[Data records]
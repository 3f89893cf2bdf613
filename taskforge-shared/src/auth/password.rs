/// Password hashing module using Argon2id
///
/// This module provides secure password hashing using the Argon2id algorithm,
/// which is the recommended algorithm for password hashing (winner of the
/// Password Hashing Competition).
///
/// # Security
///
/// - **Algorithm**: Argon2id (hybrid of Argon2i and Argon2d)
/// - **Memory**: 64 MB (65536 KB)
/// - **Iterations**: 3 passes
/// - **Parallelism**: 4 lanes
/// - **Output**: 32-byte hash
///
/// These parameters provide strong resistance against:
/// - Brute force attacks
/// - Dictionary attacks
/// - Rainbow table attacks
/// - GPU/ASIC attacks
///
/// # Example
///
/// ```
/// use taskforge_shared::auth::password::{hash_password, verify_password};
///
/// # fn example() -> Result<(), Box<dyn std::error::Error>> {
/// // Hash a password
/// let password = "super_secret_password_123";
/// let hash = hash_password(password)?;
///
/// // Verify the password
/// assert!(verify_password(password, &hash)?);
///
/// // Wrong password fails
/// assert!(!verify_password("wrong_password", &hash)?);
/// # Ok(())
/// # }
/// ```

use argon2::{
    password_hash::{rand_core::OsRng, PasswordHash, PasswordHasher, PasswordVerifier, SaltString},
    Argon2, ParamsBuilder, Version,
};

/// Error type for password hashing operations
#[derive(Debug, thiserror::Error)]
pub enum PasswordError {
    /// Failed to hash password
    #[error("Failed to hash password: {0}")]
    HashError(String),

    /// Failed to verify password
    #[error("Failed to verify password: {0}")]
    VerifyError(String),

    /// Invalid password hash format
    #[error("Invalid password hash format: {0}")]
    InvalidHash(String),
}

/// Hashes a password using Argon2id with secure parameters
///
/// # Security Parameters
///
/// - Memory: 64 MB (65536 KB) - Provides strong memory-hard resistance
/// - Iterations: 3 passes - Balances security and performance
/// - Parallelism: 4 lanes - Optimal for modern CPUs
/// - Salt: 16 bytes random - Generated using cryptographically secure RNG
///
/// # Arguments
///
/// * `password` - The plaintext password to hash
///
/// # Returns
///
/// PHC string format hash (includes algorithm, parameters, salt, and hash)
///
/// Example output:
/// ```text
/// $argon2id$v=19$m=65536,t=3,p=4$c2FsdHNhbHRzYWx0$hash...
/// ```
///
/// # Errors
///
/// Returns `PasswordError::HashError` if hashing fails
///
/// # Example
///
/// ```
/// use taskforge_shared::auth::password::hash_password;
///
/// # fn example() -> Result<(), Box<dyn std::error::Error>> {
/// let hash = hash_password("my_password")?;
/// assert!(hash.starts_with("$argon2id$"));
/// # Ok(())
/// # }
/// ```
pub fn hash_password(password: &str) -> Result<String, PasswordError> {
    // Generate a random salt using OS RNG
    let salt = SaltString::generate(&mut OsRng);

    // Configure Argon2id parameters
    // - m_cost: 64 MB (65536 KB) of memory
    // - t_cost: 3 iterations
    // - p_cost: 4 parallel lanes
    let params = ParamsBuilder::new()
        .m_cost(65536) // 64 MB
        .t_cost(3)     // 3 iterations
        .p_cost(4)     // 4 parallelism
        .output_len(32) // 32-byte hash output
        .build()
        .map_err(|e| PasswordError::HashError(format!("Invalid parameters: {}", e)))?;

    // Create Argon2 instance with configured parameters
    let argon2 = Argon2::new(argon2::Algorithm::Argon2id, Version::V0x13, params);

    // Hash the password
    let password_hash = argon2
        .hash_password(password.as_bytes(), &salt)
        .map_err(|e| PasswordError::HashError(format!("Hash generation failed: {}", e)))?;

    Ok(password_hash.to_string())
}

/// Verifies a password against a hash
///
/// This function performs constant-time comparison to prevent timing attacks.
///
/// # Arguments
///
/// * `password` - The plaintext password to verify
/// * `hash` - The password hash (PHC string format)
///
/// # Returns
///
/// `Ok(true)` if password matches, `Ok(false)` if it doesn't match
///
/// # Errors
///
/// Returns `PasswordError::InvalidHash` if the stored hash cannot be parsed,
/// or `PasswordError::VerifyError` for other verification failures.
///
/// # Example
///
/// ```
/// use taskforge_shared::auth::password::{hash_password, verify_password};
///
/// # fn example() -> Result<(), Box<dyn std::error::Error>> {
/// let password = "correct_password";
/// let hash = hash_password(password)?;
///
/// // Correct password
/// assert!(verify_password(password, &hash)?);
///
/// // Incorrect password
/// assert!(!verify_password("wrong_password", &hash)?);
/// # Ok(())
/// # }
/// ```
pub fn verify_password(password: &str, hash: &str) -> Result<bool, PasswordError> {
    // Parse the stored hash
    let parsed_hash = PasswordHash::new(hash)
        .map_err(|e| PasswordError::InvalidHash(format!("Failed to parse hash: {}", e)))?;

    // Create Argon2 instance (parameters are embedded in the hash)
    let argon2 = Argon2::default();

    // Verify password (constant-time comparison)
    match argon2.verify_password(password.as_bytes(), &parsed_hash) {
        Ok(_) => Ok(true),
        Err(argon2::password_hash::Error::Password) => Ok(false), // Wrong password
        Err(e) => Err(PasswordError::VerifyError(format!(
            "Verification failed: {}",
            e
        ))),
    }
}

Directions for this task:
Your answer should be the full set of records, printed exactly.

Exercise answer:
repository 3f89893cf2bdf613
filename taskforge-shared/src/auth/password.rs
/// Password hashing module using Argon2id
///
/// This module provides secure password hashing using the Argon2id algorithm,
/// which is the recommended algorithm for password hashing (winner of the
/// Password Hashing Competition).
///
/// # Security
///
/// - **Algorithm**: Argon2id (hybrid of Argon2i and Argon2d)
/// - **Memory**: 64 MB (65536 KB)
/// - **Iterations**: 3 passes
/// - **Parallelism**: 4 lanes
/// - **Output**: 32-byte hash
///
/// These parameters provide strong resistance against:
/// - Brute force attacks
/// - Dictionary attacks
/// - Rainbow table attacks
/// - GPU/ASIC attacks
///
/// # Example
///
/// ```
/// use taskforge_shared::auth::password::{hash_password, verify_password};
///
/// # fn example() -> Result<(), Box<dyn std::error::Error>> {
/// // Hash a password
/// let password = "super_secret_password_123";
/// let hash = hash_password(password)?;
///
/// // Verify the password
/// assert!(verify_password(password, &hash)?);
///
/// // Wrong password fails
/// assert!(!verify_password("wrong_password", &hash)?);
/// # Ok(())
/// # }
/// ```

use argon2::{
    password_hash::{rand_core::OsRng, PasswordHash, PasswordHasher, PasswordVerifier, SaltString},
    Argon2, ParamsBuilder, Version,
};

/// Error type for password hashing operations
#[derive(Debug, thiserror::Error)]
pub enum PasswordError {
    /// Failed to hash password
    #[error("Failed to hash password: {0}")]
    HashError(String),

    /// Failed to verify password
    #[error("Failed to verify password: {0}")]
    VerifyError(String),

    /// Invalid password hash format
    #[error("Invalid password hash format: {0}")]
    InvalidHash(String),
}

/// Hashes a password using Argon2id with secure parameters
///
/// # Security Parameters
///
/// - Memory: 64 MB (65536 KB) - Provides strong memory-hard resistance
/// - Iterations: 3 passes - Balances security and performance
/// - Parallelism: 4 lanes - Optimal for modern CPUs
/// - Salt: 16 bytes random - Generated using cryptographically secure RNG
///
/// # Arguments
///
/// * `password` - The plaintext password to hash
///
/// # Returns
///
/// PHC string format hash (includes algorithm, parameters, salt, and hash)
///
/// Example output:
/// ```text
/// $argon2id$v=19$m=65536,t=3,p=4$c2FsdHNhbHRzYWx0$hash...
/// ```
///
/// # Errors
///
/// Returns `PasswordError::HashError` if hashing fails
///
/// # Example
///
/// ```
/// use taskforge_shared::auth::password::hash_password;
///
/// # fn example() -> Result<(), Box<dyn std::error::Error>> {
/// let hash = hash_password("my_password")?;
/// assert!(hash.starts_with("$argon2id$"));
/// # Ok(())
/// # }
/// ```
pub fn hash_password(password: &str) -> Result<String, PasswordError> {
    // Generate a random salt using OS RNG
    let salt = SaltString::generate(&mut OsRng);

    // Configure Argon2id parameters
    // - m_cost: 64 MB (65536 KB) of memory
    // - t_cost: 3 iterations
    // - p_cost: 4 parallel lanes
    let params = ParamsBuilder::new()
        .m_cost(65536) // 64 MB
        .t_cost(3)     // 3 iterations
        .p_cost(4)     // 4 parallelism
        .output_len(32) // 32-byte hash output
        .build()
        .map_err(|e| PasswordError::HashError(format!("Invalid parameters: {}", e)))?;

    // Create Argon2 instance with configured parameters
    let argon2 = Argon2::new(argon2::Algorithm::Argon2id, Version::V0x13, params);

    // Hash the password
    let password_hash = argon2
        .hash_password(password.as_bytes(), &salt)
        .map_err(|e| PasswordError::HashError(format!("Hash generation failed: {}", e)))?;

    Ok(password_hash.to_string())
}

/// Verifies a password against a hash
///
/// This function performs constant-time comparison to prevent timing attacks.
///
/// # Arguments
///
/// * `password` - The plaintext password to verify
/// * `hash` - The password hash (PHC string format)
///
/// # Returns
///
/// `Ok(true)` if password matches, `Ok(false)` if it doesn't match
///
/// # Errors
///
/// Returns `PasswordError::InvalidHash` if the stored hash cannot be parsed,
/// or `PasswordError::VerifyError` for other verification failures.
///
/// # Example
///
/// ```
/// use taskforge_shared::auth::password::{hash_password, verify_password};
///
/// # fn example() -> Result<(), Box<dyn std::error::Error>> {
/// let password = "correct_password";
/// let hash = hash_password(password)?;
///
/// // Correct password
/// assert!(verify_password(password, &hash)?);
///
/// // Incorrect password
/// assert!(!verify_password("wrong_password", &hash)?);
/// # Ok(())
/// # }
/// ```
pub fn verify_password(password: &str, hash: &str) -> Result<bool, PasswordError> {
    // Parse the stored hash
    let parsed_hash = PasswordHash::new(hash)
        .map_err(|e| PasswordError::InvalidHash(format!("Failed to parse hash: {}", e)))?;

    // Create Argon2 instance (parameters are embedded in the hash)
    let argon2 = Argon2::default();

    // Verify password (constant-time comparison)
    match argon2.verify_password(password.as_bytes(), &parsed_hash) {
        Ok(_) => Ok(true),
        Err(argon2::password_hash::Error::Password) => Ok(false), // Wrong password
        Err(e) => Err(PasswordError::VerifyError(format!(
            "Verification failed: {}",
            e
        ))),
    }
}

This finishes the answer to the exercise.